Beginning with the opening line, restate the following material exactly, up through the line that contains "every link on".

»»

// # DNS Poller
//
// systemd-resolved does not announce DNS changes over rtnetlink: a
// `resolvectl dns` issued by NetworkManager, networkd or a VPN client only
// shows up when the link is read again. This poller re-reads every link on
// a fixed interval and compares the result with the previous read.
//
// - The first read only records a baseline
// - A link whose record differs from the last read yields a ChangeEvent
// - Links that appeared since the last read count as changed
// - Links that vanished are forgotten
//
// The polling task is aborted when the returned stream is dropped.

use std::collections::BTreeMap;
use std::pin::Pin;
use std::task::{Context, Poll};
use std::time::Duration;

use tokio::sync::mpsc;
use tokio::task::JoinHandle;
use tokio_stream::Stream;
use tokio_stream::wrappers::UnboundedReceiverStream;
use tracing::{debug, info, warn};

use dnsguard_core::traits::{ChangeEvent, ChangeStream, ConfigurationRecord, InterfaceFilter};

use crate::ResolvedBackend;

/// Start polling every link's DNS servers
pub(crate) fn subscribe(
    backend: ResolvedBackend,
    filter: InterfaceFilter,
    interval: Duration,
) -> ChangeStream {
    let (tx, rx) = mpsc::unbounded_channel();
    let task = tokio::spawn(poll_dns(backend, filter, interval, tx));

    info!("Polling link DNS servers every {:?}", interval);

    Box::pin(TaskStream::new(rx, task))
}

async fn poll_dns(
    backend: ResolvedBackend,
    filter: InterfaceFilter,
    interval: Duration,
    tx: mpsc::UnboundedSender<ChangeEvent>,
) {
    let mut last_seen: Option<BTreeMap<u32, ConfigurationRecord>> = None;

    loop {
        match backend.records().await {
            Ok(records) => {
                let changed = match &mut last_seen {
                    Some(previous) => changed_records(previous, records),
                    None => {
                        last_seen = Some(by_index(records));
                        Vec::new()
                    }
                };

                for record in changed {
                    if !filter.matches(&record) {
                        debug!("Polled change on link {} filtered out", record.setting_id);
                        continue;
                    }

                    debug!(
                        "Link {} now reports DNS servers {:?}",
                        record.setting_id, record.dns_servers
                    );
                    if tx.send(ChangeEvent::new(record)).is_err() {
                        return;
                    }
                }
            }
            Err(e) => {
                warn!("DNS poll failed, retrying next interval: {}", e);
            }
        }

        tokio::time::sleep(interval).await;
    }
}

fn by_index(records: Vec<ConfigurationRecord>) -> BTreeMap<u32, ConfigurationRecord> {
    records
        .into_iter()
        .map(|record| (record.interface_index, record))
        .collect()
}

/// Records that differ from `previous`; `previous` becomes `current`
fn changed_records(
    previous: &mut BTreeMap<u32, ConfigurationRecord>,
    current: Vec<ConfigurationRecord>,
) -> Vec<ConfigurationRecord> {
    let changed = current
        .iter()
        .filter(|record| previous.get(&record.interface_index) != Some(*record))
        .cloned()
        .collect();

    *previous = by_index(current);
    changed
}

/// Change stream fed by a background task, aborted on drop
pub(crate) struct TaskStream {
    inner: UnboundedReceiverStream<ChangeEvent>,
    task: JoinHandle<()>,
}

impl TaskStream {
    pub(crate) fn new(rx: mpsc::UnboundedReceiver<ChangeEvent>, task: JoinHandle<()>) -> Self {
        Self {
            inner: UnboundedReceiverStream::new(rx),
            task,
        }
    }
}

impl Stream for TaskStream {
    type Item = ChangeEvent;

    fn poll_next(mut self: Pin<&mut Self>, cx: &mut Context<'_>) -> Poll<Option<Self::Item>> {
        Pin::new(&mut self.inner).poll_next(cx)
    }
}

impl Drop for TaskStream {
    fn drop(&mut self) {
        self.task.abort();
        debug!("Change watcher task stopped");
    }
}

#[cfg(test)]
mod tests {
    use super::*;

    fn record(index: u32, name: &str, server: &str) -> ConfigurationRecord {
        ConfigurationRecord::new(index, name, vec![server.to_string()])
    }

    #[test]
    fn test_changed_records() {
        let mut previous = by_index(vec![
            record(2, "eth0", "192.0.2.53"),
            record(3, "wlan0", "192.0.2.54"),
        ]);

        let changed = changed_records(
            &mut previous,
            vec![
                record(2, "eth0", "203.0.113.1"),
                record(3, "wlan0", "192.0.2.54"),
                record(4, "usb0", "192.0.2.55"),
            ],
        );

        assert_eq!(
            changed,
            vec![record(2, "eth0", "203.0.113.1"), record(4, "usb0", "192.0.2.55")]
        );
        assert_eq!(previous.len(), 3);

        // unchanged reads report nothing, vanished links are forgotten
        let changed = changed_records(&mut previous, vec![record(2, "eth0", "203.0.113.1")]);
        assert!(changed.is_empty());
        assert_eq!(previous.keys().copied().collect::<Vec<_>>(), vec![2]);
    }

    #[test]
    fn test_link_going_down_is_a_change() {
        let mut previous = by_index(vec![record(2, "eth0", "192.0.2.53")]);
        let down = record(2, "eth0", "192.0.2.53").with_ip_enabled(false);

        assert_eq!(changed_records(&mut previous, vec![down.clone()]), vec![down]);
    }

    #[cfg(unix)]
    mod polling {
        use super::*;
        use crate::fixture::{SCRIPT_LOCK, add_link, write_resolvectl};
        use tokio_stream::StreamExt;

        /// resolvectl that reports the contents of `<dir>/dns-<link>` and logs each read
        fn file_backed_resolvectl(dir: &std::path::Path) -> String {
            write_resolvectl(
                dir,
                &format!(
                    "if [ \"$1\" = dns ] && [ $# -eq 2 ]; then cat {0}/dns-$2 2>/dev/null; echo $2 >> {0}/reads.log; fi\n",
                    dir.display()
                ),
            )
        }

        /// Wait until the fake resolvectl has completed `count` reads
        async fn wait_for_reads(dir: &std::path::Path, count: usize) {
            let log = dir.join("reads.log");
            tokio::time::timeout(Duration::from_secs(5), async {
                loop {
                    let reads = std::fs::read_to_string(&log).unwrap_or_default();
                    if reads.lines().count() >= count {
                        return;
                    }
                    tokio::time::sleep(Duration::from_millis(10)).await;
                }
            })
            .await
            .expect("baseline read within 5 seconds");
        }

        /// Replace a link's reported servers (rename keeps the poller from seeing a partial file)
        fn report_dns(dir: &std::path::Path, link: &str, index: u32, server: &str) {
            let staged = dir.join(format!("staged-{}", link));
            std::fs::write(&staged, format!("Link {} ({}): {}\n", index, link, server)).unwrap();
            std::fs::rename(staged, dir.join(format!("dns-{}", link))).unwrap();
        }

        #[tokio::test]
        async fn test_dns_only_change_is_reported() {
            let _serial = SCRIPT_LOCK.lock().await;
            let bin = tempfile::tempdir().unwrap();
            let net = tempfile::tempdir().unwrap();
            add_link(net.path(), "eth0", 2, "up");
            add_link(net.path(), "eth1", 3, "up");
            report_dns(bin.path(), "eth0", 2, "8.8.8.8");
            report_dns(bin.path(), "eth1", 3, "8.8.8.8");

            let backend = ResolvedBackend::new(file_backed_resolvectl(bin.path()), net.path());
            let mut stream = subscribe(
                backend,
                InterfaceFilter::default(),
                Duration::from_millis(20),
            );

            // both links read once: the baseline is recorded
            wait_for_reads(bin.path(), 2).await;
            report_dns(bin.path(), "eth1", 3, "203.0.113.1");

            let event = tokio::time::timeout(Duration::from_secs(5), stream.next())
                .await
                .expect("change reported within 5 seconds")
                .unwrap();

            assert_eq!(event.record.interface_index, 3);
            assert_eq!(event.record.setting_id, "eth1");
            assert_eq!(event.record.dns_servers, vec!["203.0.113.1".to_string()]);
        }

        #[tokio::test]
        async fn test_filtered_links_are_not_reported() {
            let _serial = SCRIPT_LOCK.lock().await;
            let bin = tempfile::tempdir().unwrap();
            let net = tempfile::tempdir().unwrap();
            add_link(net.path(), "eth0", 2, "up");
            add_link(net.path(), "wg0", 5, "up");
            report_dns(bin.path(), "eth0", 2, "8.8.8.8");
            report_dns(bin.path(), "wg0", 5, "8.8.8.8");

            let backend = ResolvedBackend::new(file_backed_resolvectl(bin.path()), net.path());
            let mut stream = subscribe(
                backend,
                InterfaceFilter::default().excluding("wg0"),
                Duration::from_millis(20),
            );

            wait_for_reads(bin.path(), 2).await;
            report_dns(bin.path(), "wg0", 5, "10.8.0.1");
            report_dns(bin.path(), "eth0", 2, "203.0.113.1");

            let event = tokio::time::timeout(Duration::from_secs(5), stream.next())
                .await
                .expect("change reported within 5 seconds")
                .unwrap();

            assert_eq!(event.record.setting_id, "eth0");
        }
    }
}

««

Completed task:
// # DNS Poller
//
// systemd-resolved does not announce DNS changes over rtnetlink: a
// `resolvectl dns` issued by NetworkManager, networkd or a VPN client only
// shows up when the link is read again. This poller re-reads every link on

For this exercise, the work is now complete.